Work instructions - Find the word "LlmMessage" in the material below and gather every line that contains it.
________________
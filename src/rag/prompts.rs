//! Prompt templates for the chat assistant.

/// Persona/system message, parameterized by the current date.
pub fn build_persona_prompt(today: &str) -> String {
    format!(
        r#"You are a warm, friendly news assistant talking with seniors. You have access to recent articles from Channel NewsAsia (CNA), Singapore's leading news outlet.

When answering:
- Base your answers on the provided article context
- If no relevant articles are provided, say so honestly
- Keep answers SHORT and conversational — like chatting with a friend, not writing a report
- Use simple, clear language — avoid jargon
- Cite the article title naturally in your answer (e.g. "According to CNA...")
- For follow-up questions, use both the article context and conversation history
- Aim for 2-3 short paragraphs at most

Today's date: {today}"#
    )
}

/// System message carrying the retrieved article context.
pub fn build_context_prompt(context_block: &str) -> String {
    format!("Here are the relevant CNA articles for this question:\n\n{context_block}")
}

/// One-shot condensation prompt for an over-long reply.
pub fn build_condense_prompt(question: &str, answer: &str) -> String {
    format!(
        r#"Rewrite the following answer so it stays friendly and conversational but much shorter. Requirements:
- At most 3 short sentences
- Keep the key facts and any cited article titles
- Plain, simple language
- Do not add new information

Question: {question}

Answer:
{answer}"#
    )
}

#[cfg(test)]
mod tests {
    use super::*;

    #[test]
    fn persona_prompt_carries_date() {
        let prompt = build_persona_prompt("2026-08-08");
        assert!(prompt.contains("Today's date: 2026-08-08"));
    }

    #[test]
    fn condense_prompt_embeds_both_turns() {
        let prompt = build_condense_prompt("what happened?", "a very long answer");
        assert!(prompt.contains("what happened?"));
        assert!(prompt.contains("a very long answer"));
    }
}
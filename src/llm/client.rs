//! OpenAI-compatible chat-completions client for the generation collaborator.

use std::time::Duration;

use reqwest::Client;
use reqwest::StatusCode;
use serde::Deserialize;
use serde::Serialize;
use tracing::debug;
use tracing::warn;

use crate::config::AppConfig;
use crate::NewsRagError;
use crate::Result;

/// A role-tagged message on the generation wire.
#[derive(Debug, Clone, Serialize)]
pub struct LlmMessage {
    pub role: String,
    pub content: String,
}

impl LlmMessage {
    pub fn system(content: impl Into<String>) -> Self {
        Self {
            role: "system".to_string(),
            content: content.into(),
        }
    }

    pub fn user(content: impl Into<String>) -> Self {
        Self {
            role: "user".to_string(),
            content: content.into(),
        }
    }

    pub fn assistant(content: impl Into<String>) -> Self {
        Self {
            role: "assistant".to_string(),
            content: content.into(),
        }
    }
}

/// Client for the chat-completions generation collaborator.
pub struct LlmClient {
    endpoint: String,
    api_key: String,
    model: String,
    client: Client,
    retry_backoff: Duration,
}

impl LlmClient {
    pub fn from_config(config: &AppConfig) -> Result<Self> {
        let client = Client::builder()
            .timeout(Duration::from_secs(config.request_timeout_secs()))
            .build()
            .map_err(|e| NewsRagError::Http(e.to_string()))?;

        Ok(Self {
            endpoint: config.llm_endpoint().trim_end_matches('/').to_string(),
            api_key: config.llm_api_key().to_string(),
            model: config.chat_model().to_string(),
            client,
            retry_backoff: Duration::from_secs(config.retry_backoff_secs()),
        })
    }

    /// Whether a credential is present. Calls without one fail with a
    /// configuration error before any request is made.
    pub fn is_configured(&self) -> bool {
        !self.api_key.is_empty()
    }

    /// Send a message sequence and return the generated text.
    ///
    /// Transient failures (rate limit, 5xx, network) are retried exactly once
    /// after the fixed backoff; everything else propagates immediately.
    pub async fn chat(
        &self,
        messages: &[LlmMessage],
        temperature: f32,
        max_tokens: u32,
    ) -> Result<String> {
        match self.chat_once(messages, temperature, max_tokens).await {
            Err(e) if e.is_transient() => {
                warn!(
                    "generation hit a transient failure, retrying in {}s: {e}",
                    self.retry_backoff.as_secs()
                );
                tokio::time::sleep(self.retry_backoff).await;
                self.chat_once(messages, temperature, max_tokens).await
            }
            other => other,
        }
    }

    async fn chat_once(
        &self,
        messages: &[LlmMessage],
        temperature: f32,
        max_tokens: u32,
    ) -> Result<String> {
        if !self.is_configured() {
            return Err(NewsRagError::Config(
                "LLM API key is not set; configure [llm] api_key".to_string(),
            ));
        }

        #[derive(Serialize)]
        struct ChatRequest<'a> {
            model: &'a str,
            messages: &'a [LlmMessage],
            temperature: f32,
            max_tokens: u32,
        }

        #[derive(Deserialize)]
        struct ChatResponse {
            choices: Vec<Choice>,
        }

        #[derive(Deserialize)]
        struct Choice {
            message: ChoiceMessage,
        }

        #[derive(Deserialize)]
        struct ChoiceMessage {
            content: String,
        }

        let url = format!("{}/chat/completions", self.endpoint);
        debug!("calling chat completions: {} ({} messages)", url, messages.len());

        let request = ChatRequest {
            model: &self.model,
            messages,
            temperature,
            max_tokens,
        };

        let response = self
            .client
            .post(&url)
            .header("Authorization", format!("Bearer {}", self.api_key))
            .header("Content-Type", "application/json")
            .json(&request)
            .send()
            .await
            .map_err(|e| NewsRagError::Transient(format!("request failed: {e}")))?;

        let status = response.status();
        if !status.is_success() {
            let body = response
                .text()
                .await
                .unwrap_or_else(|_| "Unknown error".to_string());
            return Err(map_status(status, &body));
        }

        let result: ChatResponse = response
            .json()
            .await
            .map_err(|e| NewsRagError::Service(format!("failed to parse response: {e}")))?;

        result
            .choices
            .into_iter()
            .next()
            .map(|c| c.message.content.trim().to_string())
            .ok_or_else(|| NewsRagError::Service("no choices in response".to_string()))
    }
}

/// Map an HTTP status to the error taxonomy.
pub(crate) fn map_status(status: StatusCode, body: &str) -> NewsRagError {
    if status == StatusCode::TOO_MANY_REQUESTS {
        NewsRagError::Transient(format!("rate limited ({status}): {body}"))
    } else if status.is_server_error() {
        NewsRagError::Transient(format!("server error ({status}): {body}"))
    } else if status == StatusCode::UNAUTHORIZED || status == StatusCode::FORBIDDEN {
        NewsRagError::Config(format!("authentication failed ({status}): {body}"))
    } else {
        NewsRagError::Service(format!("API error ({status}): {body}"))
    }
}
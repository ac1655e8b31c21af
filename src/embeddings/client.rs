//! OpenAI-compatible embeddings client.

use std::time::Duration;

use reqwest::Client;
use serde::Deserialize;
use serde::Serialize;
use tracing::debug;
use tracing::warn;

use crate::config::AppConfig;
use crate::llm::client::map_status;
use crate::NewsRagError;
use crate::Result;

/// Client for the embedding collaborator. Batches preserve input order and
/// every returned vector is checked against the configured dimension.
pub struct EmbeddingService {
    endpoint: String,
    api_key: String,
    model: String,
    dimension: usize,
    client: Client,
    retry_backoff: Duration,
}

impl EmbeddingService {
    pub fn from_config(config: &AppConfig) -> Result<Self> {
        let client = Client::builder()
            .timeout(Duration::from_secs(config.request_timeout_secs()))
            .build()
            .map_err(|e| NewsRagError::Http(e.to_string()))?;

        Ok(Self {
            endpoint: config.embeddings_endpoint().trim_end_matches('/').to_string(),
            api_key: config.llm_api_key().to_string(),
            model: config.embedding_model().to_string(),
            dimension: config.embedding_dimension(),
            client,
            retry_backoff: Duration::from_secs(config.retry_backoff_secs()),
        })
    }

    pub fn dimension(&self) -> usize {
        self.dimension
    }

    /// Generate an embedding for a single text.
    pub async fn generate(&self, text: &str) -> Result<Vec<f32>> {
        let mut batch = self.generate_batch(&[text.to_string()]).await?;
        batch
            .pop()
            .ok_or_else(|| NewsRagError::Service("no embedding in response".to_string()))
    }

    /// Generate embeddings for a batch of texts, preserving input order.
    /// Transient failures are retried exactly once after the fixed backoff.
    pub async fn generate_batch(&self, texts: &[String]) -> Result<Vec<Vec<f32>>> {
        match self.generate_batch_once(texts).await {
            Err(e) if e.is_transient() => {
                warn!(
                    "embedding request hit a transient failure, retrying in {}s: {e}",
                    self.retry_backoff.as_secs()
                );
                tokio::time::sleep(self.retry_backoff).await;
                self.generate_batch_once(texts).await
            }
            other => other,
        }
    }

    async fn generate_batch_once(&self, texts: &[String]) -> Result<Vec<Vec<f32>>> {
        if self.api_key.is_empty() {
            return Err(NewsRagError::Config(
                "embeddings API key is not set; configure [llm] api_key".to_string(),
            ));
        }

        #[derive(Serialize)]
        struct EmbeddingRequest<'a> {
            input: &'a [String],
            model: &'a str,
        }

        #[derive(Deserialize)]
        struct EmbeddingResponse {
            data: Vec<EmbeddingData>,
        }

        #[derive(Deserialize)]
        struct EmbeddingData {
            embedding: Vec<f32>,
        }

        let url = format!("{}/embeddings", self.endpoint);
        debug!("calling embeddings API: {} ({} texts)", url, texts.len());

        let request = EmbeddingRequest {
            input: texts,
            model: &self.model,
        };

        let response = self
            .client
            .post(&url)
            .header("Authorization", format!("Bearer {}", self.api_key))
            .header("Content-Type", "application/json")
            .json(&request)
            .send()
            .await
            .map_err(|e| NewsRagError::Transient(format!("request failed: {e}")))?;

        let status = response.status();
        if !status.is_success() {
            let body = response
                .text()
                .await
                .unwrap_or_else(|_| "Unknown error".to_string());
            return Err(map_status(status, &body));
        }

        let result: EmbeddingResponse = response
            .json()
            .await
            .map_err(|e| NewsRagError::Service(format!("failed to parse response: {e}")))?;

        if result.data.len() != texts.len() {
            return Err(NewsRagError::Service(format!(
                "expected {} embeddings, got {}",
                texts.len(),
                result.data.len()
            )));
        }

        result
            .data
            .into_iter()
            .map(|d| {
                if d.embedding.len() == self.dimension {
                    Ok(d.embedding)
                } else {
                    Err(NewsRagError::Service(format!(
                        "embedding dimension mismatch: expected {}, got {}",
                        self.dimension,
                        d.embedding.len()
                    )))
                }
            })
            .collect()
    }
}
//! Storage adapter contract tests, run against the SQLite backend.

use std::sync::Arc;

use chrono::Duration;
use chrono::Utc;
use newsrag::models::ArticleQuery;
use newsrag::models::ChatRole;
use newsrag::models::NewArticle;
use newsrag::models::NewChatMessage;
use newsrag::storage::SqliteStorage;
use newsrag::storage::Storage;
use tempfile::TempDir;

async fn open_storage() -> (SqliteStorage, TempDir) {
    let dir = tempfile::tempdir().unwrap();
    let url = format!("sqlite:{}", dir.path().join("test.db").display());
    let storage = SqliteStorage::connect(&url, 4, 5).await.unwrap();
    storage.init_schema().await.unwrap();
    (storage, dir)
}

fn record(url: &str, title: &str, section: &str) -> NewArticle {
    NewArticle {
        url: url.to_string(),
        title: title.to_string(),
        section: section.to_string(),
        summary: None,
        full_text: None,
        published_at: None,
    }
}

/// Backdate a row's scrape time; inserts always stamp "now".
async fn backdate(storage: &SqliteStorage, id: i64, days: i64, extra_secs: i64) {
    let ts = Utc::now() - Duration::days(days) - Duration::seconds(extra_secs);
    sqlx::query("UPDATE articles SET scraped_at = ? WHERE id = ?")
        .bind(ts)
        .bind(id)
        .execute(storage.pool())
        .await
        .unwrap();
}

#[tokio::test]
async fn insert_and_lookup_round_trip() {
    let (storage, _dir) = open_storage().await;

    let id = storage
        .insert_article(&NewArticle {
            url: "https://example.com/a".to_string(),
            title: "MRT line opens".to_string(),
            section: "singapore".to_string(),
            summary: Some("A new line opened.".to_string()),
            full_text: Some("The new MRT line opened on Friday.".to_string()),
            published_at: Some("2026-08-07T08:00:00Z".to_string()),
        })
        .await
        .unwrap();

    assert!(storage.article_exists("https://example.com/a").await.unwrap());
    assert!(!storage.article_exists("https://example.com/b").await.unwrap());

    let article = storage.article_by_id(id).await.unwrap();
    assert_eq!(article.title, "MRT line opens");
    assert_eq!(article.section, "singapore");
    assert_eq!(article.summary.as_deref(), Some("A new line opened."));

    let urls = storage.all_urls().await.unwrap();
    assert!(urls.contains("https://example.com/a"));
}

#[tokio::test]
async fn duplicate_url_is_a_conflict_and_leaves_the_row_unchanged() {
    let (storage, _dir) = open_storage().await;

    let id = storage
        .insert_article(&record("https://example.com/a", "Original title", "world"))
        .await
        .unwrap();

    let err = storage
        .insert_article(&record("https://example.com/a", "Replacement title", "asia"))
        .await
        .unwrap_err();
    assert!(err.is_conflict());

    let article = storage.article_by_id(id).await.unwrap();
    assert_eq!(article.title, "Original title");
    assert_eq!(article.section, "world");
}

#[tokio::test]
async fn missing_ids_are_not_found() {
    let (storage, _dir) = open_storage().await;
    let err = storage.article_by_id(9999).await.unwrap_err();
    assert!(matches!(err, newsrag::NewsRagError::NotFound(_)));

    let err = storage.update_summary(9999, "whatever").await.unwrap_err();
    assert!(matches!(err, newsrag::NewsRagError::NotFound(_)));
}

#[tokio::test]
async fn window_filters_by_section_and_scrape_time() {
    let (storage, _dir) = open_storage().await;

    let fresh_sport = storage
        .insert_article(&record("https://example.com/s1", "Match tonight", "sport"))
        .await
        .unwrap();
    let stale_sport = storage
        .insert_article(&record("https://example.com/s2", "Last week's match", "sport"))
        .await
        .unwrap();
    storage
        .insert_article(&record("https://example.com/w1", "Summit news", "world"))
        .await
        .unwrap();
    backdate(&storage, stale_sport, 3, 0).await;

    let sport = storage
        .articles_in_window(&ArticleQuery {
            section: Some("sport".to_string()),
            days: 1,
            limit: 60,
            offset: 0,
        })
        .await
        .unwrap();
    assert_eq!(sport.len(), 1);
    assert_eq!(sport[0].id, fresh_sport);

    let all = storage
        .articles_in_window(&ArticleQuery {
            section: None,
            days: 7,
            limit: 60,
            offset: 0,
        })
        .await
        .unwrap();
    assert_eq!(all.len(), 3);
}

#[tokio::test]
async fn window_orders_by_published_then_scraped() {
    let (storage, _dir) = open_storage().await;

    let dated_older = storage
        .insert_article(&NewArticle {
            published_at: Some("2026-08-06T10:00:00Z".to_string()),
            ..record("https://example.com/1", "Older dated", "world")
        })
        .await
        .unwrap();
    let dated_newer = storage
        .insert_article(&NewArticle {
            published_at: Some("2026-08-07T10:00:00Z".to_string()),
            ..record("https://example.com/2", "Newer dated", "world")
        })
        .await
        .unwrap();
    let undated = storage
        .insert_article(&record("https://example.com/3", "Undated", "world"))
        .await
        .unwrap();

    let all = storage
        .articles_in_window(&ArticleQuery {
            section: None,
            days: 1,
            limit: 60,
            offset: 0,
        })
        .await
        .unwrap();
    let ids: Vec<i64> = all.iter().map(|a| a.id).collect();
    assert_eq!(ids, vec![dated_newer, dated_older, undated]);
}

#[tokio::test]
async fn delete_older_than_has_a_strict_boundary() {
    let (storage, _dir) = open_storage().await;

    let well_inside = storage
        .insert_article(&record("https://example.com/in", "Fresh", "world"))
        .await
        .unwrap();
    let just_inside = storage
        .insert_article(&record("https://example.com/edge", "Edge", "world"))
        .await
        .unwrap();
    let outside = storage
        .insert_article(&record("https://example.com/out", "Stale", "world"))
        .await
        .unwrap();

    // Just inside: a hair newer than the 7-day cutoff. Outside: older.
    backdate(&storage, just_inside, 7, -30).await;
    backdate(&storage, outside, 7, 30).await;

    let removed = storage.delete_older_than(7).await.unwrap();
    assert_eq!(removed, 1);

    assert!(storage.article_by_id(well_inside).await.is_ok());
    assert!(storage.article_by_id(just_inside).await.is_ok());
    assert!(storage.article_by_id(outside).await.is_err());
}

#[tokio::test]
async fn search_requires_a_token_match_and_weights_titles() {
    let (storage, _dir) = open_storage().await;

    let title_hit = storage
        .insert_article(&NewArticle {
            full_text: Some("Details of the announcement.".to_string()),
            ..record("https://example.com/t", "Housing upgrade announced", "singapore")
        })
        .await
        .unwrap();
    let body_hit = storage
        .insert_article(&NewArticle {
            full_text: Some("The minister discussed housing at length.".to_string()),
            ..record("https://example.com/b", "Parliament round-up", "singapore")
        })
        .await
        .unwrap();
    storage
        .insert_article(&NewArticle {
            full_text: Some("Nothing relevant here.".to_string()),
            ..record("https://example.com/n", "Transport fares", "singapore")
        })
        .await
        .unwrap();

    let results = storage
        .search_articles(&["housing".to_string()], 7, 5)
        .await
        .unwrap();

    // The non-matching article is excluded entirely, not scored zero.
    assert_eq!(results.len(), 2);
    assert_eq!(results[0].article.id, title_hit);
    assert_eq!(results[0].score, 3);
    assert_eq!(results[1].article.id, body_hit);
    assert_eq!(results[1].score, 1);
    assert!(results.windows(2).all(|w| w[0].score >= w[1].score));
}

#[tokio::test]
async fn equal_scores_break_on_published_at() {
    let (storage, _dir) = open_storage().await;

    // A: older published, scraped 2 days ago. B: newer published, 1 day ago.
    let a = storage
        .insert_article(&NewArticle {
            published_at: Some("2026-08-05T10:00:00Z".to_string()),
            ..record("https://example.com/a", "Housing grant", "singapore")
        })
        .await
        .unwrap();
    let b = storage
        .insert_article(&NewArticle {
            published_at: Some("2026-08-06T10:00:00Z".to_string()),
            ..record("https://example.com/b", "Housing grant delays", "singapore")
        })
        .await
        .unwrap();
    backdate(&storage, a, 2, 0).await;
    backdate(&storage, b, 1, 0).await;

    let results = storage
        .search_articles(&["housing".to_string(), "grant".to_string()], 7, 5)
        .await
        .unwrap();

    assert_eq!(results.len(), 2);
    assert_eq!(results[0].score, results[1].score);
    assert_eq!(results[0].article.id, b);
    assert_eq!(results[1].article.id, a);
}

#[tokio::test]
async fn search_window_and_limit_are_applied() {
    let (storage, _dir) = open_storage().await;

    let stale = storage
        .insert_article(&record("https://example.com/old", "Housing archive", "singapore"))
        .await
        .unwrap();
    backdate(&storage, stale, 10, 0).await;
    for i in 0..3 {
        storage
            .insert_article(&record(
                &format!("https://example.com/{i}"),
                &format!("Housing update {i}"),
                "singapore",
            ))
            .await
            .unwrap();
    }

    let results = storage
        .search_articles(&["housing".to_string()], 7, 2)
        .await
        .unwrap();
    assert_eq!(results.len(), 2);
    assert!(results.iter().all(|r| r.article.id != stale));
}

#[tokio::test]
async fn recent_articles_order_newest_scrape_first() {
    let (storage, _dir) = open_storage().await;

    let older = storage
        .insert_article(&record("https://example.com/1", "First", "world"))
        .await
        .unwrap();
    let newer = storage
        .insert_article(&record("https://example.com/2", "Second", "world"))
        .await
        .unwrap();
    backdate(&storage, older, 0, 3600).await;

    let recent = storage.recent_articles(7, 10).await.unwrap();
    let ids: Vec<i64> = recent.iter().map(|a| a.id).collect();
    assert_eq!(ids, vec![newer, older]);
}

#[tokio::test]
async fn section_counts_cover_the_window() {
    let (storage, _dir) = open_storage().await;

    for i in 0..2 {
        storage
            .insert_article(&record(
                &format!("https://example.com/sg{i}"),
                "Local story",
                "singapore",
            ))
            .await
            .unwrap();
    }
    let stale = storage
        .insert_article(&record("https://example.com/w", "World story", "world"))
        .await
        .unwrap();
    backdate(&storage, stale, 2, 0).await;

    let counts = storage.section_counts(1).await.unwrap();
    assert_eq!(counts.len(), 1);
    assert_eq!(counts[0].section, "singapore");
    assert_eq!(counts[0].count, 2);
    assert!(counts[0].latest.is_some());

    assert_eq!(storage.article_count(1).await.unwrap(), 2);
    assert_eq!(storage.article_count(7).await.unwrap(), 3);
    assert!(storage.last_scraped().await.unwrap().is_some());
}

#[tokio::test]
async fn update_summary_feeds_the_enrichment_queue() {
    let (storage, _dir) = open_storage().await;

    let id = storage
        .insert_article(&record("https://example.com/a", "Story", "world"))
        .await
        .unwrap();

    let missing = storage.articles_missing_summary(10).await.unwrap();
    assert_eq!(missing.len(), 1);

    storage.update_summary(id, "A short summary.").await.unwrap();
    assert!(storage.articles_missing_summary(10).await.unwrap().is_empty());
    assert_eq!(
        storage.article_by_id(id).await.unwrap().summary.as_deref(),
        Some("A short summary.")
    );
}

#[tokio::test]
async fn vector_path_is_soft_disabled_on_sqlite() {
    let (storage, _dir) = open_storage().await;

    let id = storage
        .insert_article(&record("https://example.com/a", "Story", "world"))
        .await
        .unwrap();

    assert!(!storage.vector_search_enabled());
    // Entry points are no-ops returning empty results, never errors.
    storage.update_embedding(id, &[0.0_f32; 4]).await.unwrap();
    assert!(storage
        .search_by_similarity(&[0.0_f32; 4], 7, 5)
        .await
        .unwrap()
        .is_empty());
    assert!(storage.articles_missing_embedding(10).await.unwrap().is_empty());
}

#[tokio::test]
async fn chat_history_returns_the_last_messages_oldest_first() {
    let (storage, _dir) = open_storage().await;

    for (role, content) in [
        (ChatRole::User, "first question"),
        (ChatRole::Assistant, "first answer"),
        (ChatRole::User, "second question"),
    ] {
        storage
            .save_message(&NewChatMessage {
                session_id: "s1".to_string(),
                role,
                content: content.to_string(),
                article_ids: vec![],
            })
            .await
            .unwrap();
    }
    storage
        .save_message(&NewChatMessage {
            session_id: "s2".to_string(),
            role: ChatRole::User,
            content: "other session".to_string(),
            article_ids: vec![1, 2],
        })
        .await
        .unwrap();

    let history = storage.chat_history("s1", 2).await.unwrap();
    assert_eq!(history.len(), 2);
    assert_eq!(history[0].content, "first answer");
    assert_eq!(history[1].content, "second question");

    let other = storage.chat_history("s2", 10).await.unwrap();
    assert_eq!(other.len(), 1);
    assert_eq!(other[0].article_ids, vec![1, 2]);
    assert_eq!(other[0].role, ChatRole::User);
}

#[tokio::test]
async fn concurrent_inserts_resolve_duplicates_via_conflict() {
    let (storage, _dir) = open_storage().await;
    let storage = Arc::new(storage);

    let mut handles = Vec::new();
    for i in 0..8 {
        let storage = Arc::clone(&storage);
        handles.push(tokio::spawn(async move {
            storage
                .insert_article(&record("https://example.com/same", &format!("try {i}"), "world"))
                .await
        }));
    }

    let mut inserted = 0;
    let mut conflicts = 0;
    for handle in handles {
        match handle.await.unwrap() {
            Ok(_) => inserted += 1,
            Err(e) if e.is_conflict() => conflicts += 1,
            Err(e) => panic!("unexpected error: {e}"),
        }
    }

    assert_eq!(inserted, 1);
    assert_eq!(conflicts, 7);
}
________________
Reply to the exercise -
pub struct LlmMessage {
impl LlmMessage {
        messages: &[LlmMessage],
        messages: &[LlmMessage],
            messages: &'a [LlmMessage],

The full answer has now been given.